Last year I did a retrospective post of 2015, discussing the breakthroughs and the setbacks for environmental health. The latest news of at the end of 2016 is alarming and anyone who cares about their health, the health of their families and their unborn children should take note.
Future of the Paris climate agreement
In last year’s retrospective I mentioned that the promises made at the Paris Climate Summit could result in the reduction in the fossil fuel burning that is also causing harm to us and our children. According to the American National Aeronautics and Space Administration (NASA), global warming continued to break records. Yet Donald Trump has stated that he wants to cancel the Paris climate agreement. According to Fox news, he also promised to cut the Environmental Protection Agency (EPA) regulations by 70 to 80 percent.
The future of the EPA
The mission of the EPA is to protect everyone “from significant risks to human health and the environment where they live, learn and work”. Trump has chosen Scott Pruitt to head the agency. As attorney general of Oklahoma, Pruitt has sued the EPA because of its policies to reduce pollution emissions. His take on climate change is that scientists continue to disagree about the degree and extent of global warming and its connection to the actions of mankind. Talk about spin! That global warming is occurring and caused by human activities is agreed upon by 97% of actively publishing climate scientists. Apparently, Pruitt thinks that a score of 97-3 is still close..
Climate change is projected to harm human health in a variety of ways through increases in extreme temperature, increases in extreme weather events, decreases in air quality, and other factors. The pollutants responsible for global warming also cause adverse health effects. Last February, the Royal College of Physicians and the Royal College of Paediatrics and Child Health published a 123 page document which emphasized the impact of air pollution on human health from conception to old age. How can the EPA possibly protect people when the head of the organization denies the risks and the organization becomes disempowered from the top down?
Good luck to Americans who believe that their newly elected politicians are making decisions in their best interests. The denial of the impact of pollution on human health may turn out to be more expensive than they realize. Let’s hope that they take this into consideration when they revamp their health care system. The USA is second only to China as the world’s greatest emitter of air pollution so the rest of the world will need to brace themselves for the impact on their healthcare systems as well. Air pollution is not contained within national borders.
The most recent publication
Significant pollution exposures occur commonly in North American and European cities, not just in third world countries. The most recent study to hit the media regarding air pollution and adverse health effects was performed province-wide in Ontario and published in the highly regarded Lancet on January 4th, 2017. It demonstrated a significant link between living close to major traffic and developing dementia. Air pollution also impacts negatively on the prevalence and severity of many other common chronic diseases, on gene function, and on pregnancy outcomes for both mothers and infants.

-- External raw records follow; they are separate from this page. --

//! HTTP request parsing and representation.

use std::borrow::Cow;
use std::collections::HashMap;
use std::convert::Infallible;
use std::str::FromStr;
use serde::de::DeserializeOwned;

use crate::parser::error::Error;
use crate::parser::method::Method;
use crate::parser::version::HttpVersion;

/// Header mapping: name as sent, to its whitespace-separated value tokens.
pub type Headers = HashMap<String, Vec<String>>;

/// Represents an HTTP request.
#[derive(Debug, Clone)]
pub struct HttpRequest {
    /// The HTTP method (GET, POST, etc.)
    pub method: Method,
    /// The request path, exactly as it appeared on the request line
    pub path: String,
    /// The HTTP version
    pub version: HttpVersion,
    /// The HTTP headers
    pub headers: Headers,
    /// The request body
    pub body: Vec<u8>,
    /// The declared `Content-Length`, or 0 when absent or unparsable
    pub content_length: usize,
    /// The value of the lowercase `host` header, if one was sent
    pub host: String,
    /// Dotted-decimal address of the peer, filled in by the server
    pub remote_addr: String,
    /// The raw request-target
    pub request_uri: String,
    /// Query parameters parsed from the path
    pub query_params: HashMap<String, String>,
}

impl HttpRequest {
    /// Create a new HTTP request with an empty body and no headers.
    pub fn new(method: Method, path: impl Into<String>, version: HttpVersion) -> Self {
        let path = path.into();

        // Parse query parameters from the path
        let query_params: HashMap<String, String> = path
            .split_once('?')
            .map(|(_, query)| query
                .split('&')
                .filter(|s| !s.is_empty())
                .map(|pair| {
                    if let Some((k, v)) = pair.split_once('=') {
                        (k.to_string(), v.to_string())
                    } else {
                        (pair.to_string(), String::new())
                    }
                })
                .collect())
            .unwrap_or_default();

        Self {
            method,
            request_uri: path.clone(),
            path,
            version,
            headers: Headers::new(),
            body: Vec::new(),
            content_length: 0,
            host: String::new(),
            remote_addr: String::new(),
            query_params,
        }
    }

    /// Get the value tokens of a header, ignoring the case of its name.
    pub fn header(&self, name: &str) -> Option<&[String]> {
        self.headers.iter().find_map(|(k, v)| {
            if k.eq_ignore_ascii_case(name) {
                Some(v.as_slice())
            } else {
                None
            }
        })
    }

    /// Check if a header exists.
    pub fn has_header(&self, name: &str) -> bool {
        self.header(name).is_some()
    }

    /// Parse the request body as JSON.
    ///
    /// # Returns
    ///
    /// The parsed JSON value, or an error if the request is not marked as
    /// JSON or the body is not valid JSON
    pub fn json<T: DeserializeOwned>(&self) -> Result<T, Error> {
        if !self.is_json() {
            return Err(Error::MissingHeader("Content-Type: application/json".to_string()));
        }

        let json = serde_json::from_slice(&self.body)?;
        Ok(json)
    }

    /// Check if the request has a JSON body.
    pub fn is_json(&self) -> bool {
        self.header("Content-Type")
            .and_then(|values| values.first())
            .is_some_and(|value| value.starts_with("application/json"))
    }

    /// Get a query parameter value.
    pub fn get_query_param(&self, name: &str) -> Option<&String> {
        self.query_params.get(name)
    }
}

/// Line iterator over raw bytes.
///
/// Yields each line without its `\n` terminator (and without a `\r` before
/// it) together with the offset just past the line. A final line with no
/// terminator is yielded as is.
struct Lines<'a> {
    input: &'a [u8],
    pos: usize,
}

impl<'a> Lines<'a> {
    fn new(input: &'a [u8]) -> Self {
        Self { input, pos: 0 }
    }
}

impl<'a> Iterator for Lines<'a> {
    type Item = (&'a [u8], usize);

    fn next(&mut self) -> Option<Self::Item> {
        if self.pos >= self.input.len() {
            return None;
        }

        let rest = &self.input[self.pos..];
        let line = match rest.iter().position(|&b| b == b'\n') {
            Some(i) => {
                self.pos += i + 1;
                let line = &rest[..i];
                line.strip_suffix(b"\r").unwrap_or(line)
            }
            None => {
                self.pos = self.input.len();
                rest
            }
        };

        Some((line, self.pos))
    }
}

/// The request line and header block of a message.
struct Head<'a> {
    request_line: Cow<'a, str>,
    headers: Headers,
    content_length: usize,
    host: String,
    /// Offset of the first body byte, once the blank line has been seen.
    body_start: Option<usize>,
}

fn scan_head(input: &[u8]) -> Head<'_> {
    let mut lines = Lines::new(input);
    let request_line = lines
        .next()
        .map(|(line, _)| String::from_utf8_lossy(line))
        .unwrap_or_default();

    let mut head = Head {
        request_line,
        headers: Headers::new(),
        content_length: 0,
        host: String::new(),
        body_start: None,
    };

    for (line, end) in lines {
        // Empty line indicates the end of headers
        if line.is_empty() {
            head.body_start = Some(end);
            break;
        }

        let Some((name, values)) = split_header(line) else {
            continue;
        };

        if let Some(first) = values.first() {
            // Only the exact spellings are recognised.
            if name == "Content-Length" {
                head.content_length = parse_content_length(first);
            }
            if name == "host" {
                head.host = first.clone();
            }
        }

        head.headers.insert(name, values);
    }

    head
}

/// Split a header line into its name, minus one trailing `:`, and its value
/// tokens. `None` for a line that is only whitespace.
fn split_header(line: &[u8]) -> Option<(String, Vec<String>)> {
    let line = String::from_utf8_lossy(line);
    let mut tokens = line.split_whitespace();
    let name = tokens.next()?;
    let name = name.strip_suffix(':').unwrap_or(name).to_string();
    Some((name, tokens.map(str::to_string).collect()))
}

fn parse_content_length(value: &str) -> usize {
    value.parse().unwrap_or(0)
}

fn request_line_is_valid(line: &[u8]) -> bool {
    String::from_utf8_lossy(line).split_whitespace().count() == 3
}

/// Outcome of feeding more input to a [`RequestFramer`].
#[derive(Debug, Clone, Copy, PartialEq, Eq)]
pub enum Framing {
    /// More input is needed.
    Incomplete,
    /// The header block and the declared body have arrived.
    Complete,
    /// The request line is blank or does not have three tokens. Reading
    /// further cannot make the request parse.
    Malformed,
}

/// Tracks how much of a request has arrived as it is read in chunks.
///
/// Every call to [`advance`](Self::advance) takes the whole buffer read so
/// far, but only the lines that arrived since the previous call are
/// examined.
#[derive(Debug, Default)]
pub struct RequestFramer {
    /// Offset of the first line not examined yet.
    scanned: usize,
    request_line_seen: bool,
    content_length: usize,
    body_start: Option<usize>,
}

impl RequestFramer {
    pub fn new() -> Self {
        Self::default()
    }

    /// Number of leading bytes already examined.
    pub fn consumed(&self) -> usize {
        self.scanned
    }

    /// Examine `input`, which must extend the input of the previous call.
    pub fn advance(&mut self, input: &[u8]) -> Framing {
        while self.body_start.is_none() {
            let rest = &input[self.scanned..];
            let Some(i) = rest.iter().position(|&b| b == b'\n') else {
                break;
            };
            let line = &rest[..i];
            let line = line.strip_suffix(b"\r").unwrap_or(line);

            // A bad request line is not consumed, so it is reported again.
            if !self.request_line_seen && !request_line_is_valid(line) {
                return Framing::Malformed;
            }
            self.scanned += i + 1;

            if !self.request_line_seen {
                self.request_line_seen = true;
            } else if line.is_empty() {
                self.body_start = Some(self.scanned);
            } else if let Some((name, values)) = split_header(line) {
                if let (Some(first), "Content-Length") = (values.first(), name.as_str()) {
                    self.content_length = parse_content_length(first);
                }
            }
        }

        match self.body_start {
            Some(start) if input.len() - start >= self.content_length => Framing::Complete,
            _ => Framing::Incomplete,
        }
    }
}

/// Check whether reading can stop for `input`.
///
/// True once the blank line ending the header block has arrived and at
/// least `Content-Length` body bytes follow it, or as soon as the first
/// line turns out not to be a usable request line.
pub fn is_complete(input: &[u8]) -> bool {
    RequestFramer::new().advance(input) != Framing::Incomplete
}

/// Parse an HTTP request from a byte slice.
///
/// # Arguments
///
/// * `input` - A byte slice containing the HTTP request to parse
///
/// # Returns
///
/// The parsed HTTP request, or an error if the request line is missing or
/// does not have exactly three fields
pub fn parse_request(input: &[u8]) -> Result<HttpRequest, Error> {
    let head = scan_head(input);

    let request_line = head.request_line.trim();
    if request_line.is_empty() {
        return Err(Error::EmptyRequest);
    }

    // Split the request line into method, path, and version
    let parts: Vec<&str> = request_line.split_whitespace().collect();
    let &[method, path, version] = parts.as_slice() else {
        return Err(Error::MalformedRequestLine(request_line.to_string()));
    };

    let method = parse_infallible::<Method>(method);
    let version = parse_infallible::<HttpVersion>(version);

    let mut request = HttpRequest::new(method, path, version);
    request.headers = head.headers;
    request.content_length = head.content_length;
    request.host = head.host;
    // The declared length is not used to trim the body.
    if let Some(start) = head.body_start {
        request.body = input[start..].to_vec();
    }

    Ok(request)
}

fn parse_infallible<T: FromStr<Err = Infallible>>(token: &str) -> T {
    match token.parse() {
        Ok(value) => value,
        Err(never) => match never {},
    }
}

According to Public Health Ontario, which produced the recent dementia and air pollution study, over one-quarter (27.8%) of Ontarians live within 100 metres of a major road or within 500 meters of a highway, leaving them at greater risk of adverse health effects associated with traffic related air pollution. Many schools (26.3%) and long-term care facilities (48.4%) are also located in these areas, putting more vulnerable populations like children, older adults and people with pre-existing health conditions at risk too.
Good news and bad news
The good news is that last year the World Health Organization reported that 56% of cities in high income countries have reduced their air pollution levels by more than 5%. Sounds good. The bad news is that they also reported that the same high percentage of cities still do not meet WHO air quality guidelines.
Exposure to air pollution can also be decreased through traffic reduction strategies, improved emissions standards and land-use planning policies that maintain a buffer between major roads and buildings with vulnerable populations. Let’s remember that the modern human is an “indoor species” – 90% of our exposure time to outdoor pollution actually takes place indoors, where we mix those outdoor pollutants with the indoor contaminants producing an even more polluted environment. We need better building codes to manage the indoor air quality and reduce our exposures.
Policy should be dictated by science – not according to the rhetoric of government party lines. We need more rules to protect us from the effects of air pollution, not less.
So take a deep breath and get ready for 2017. But maybe filter the air first.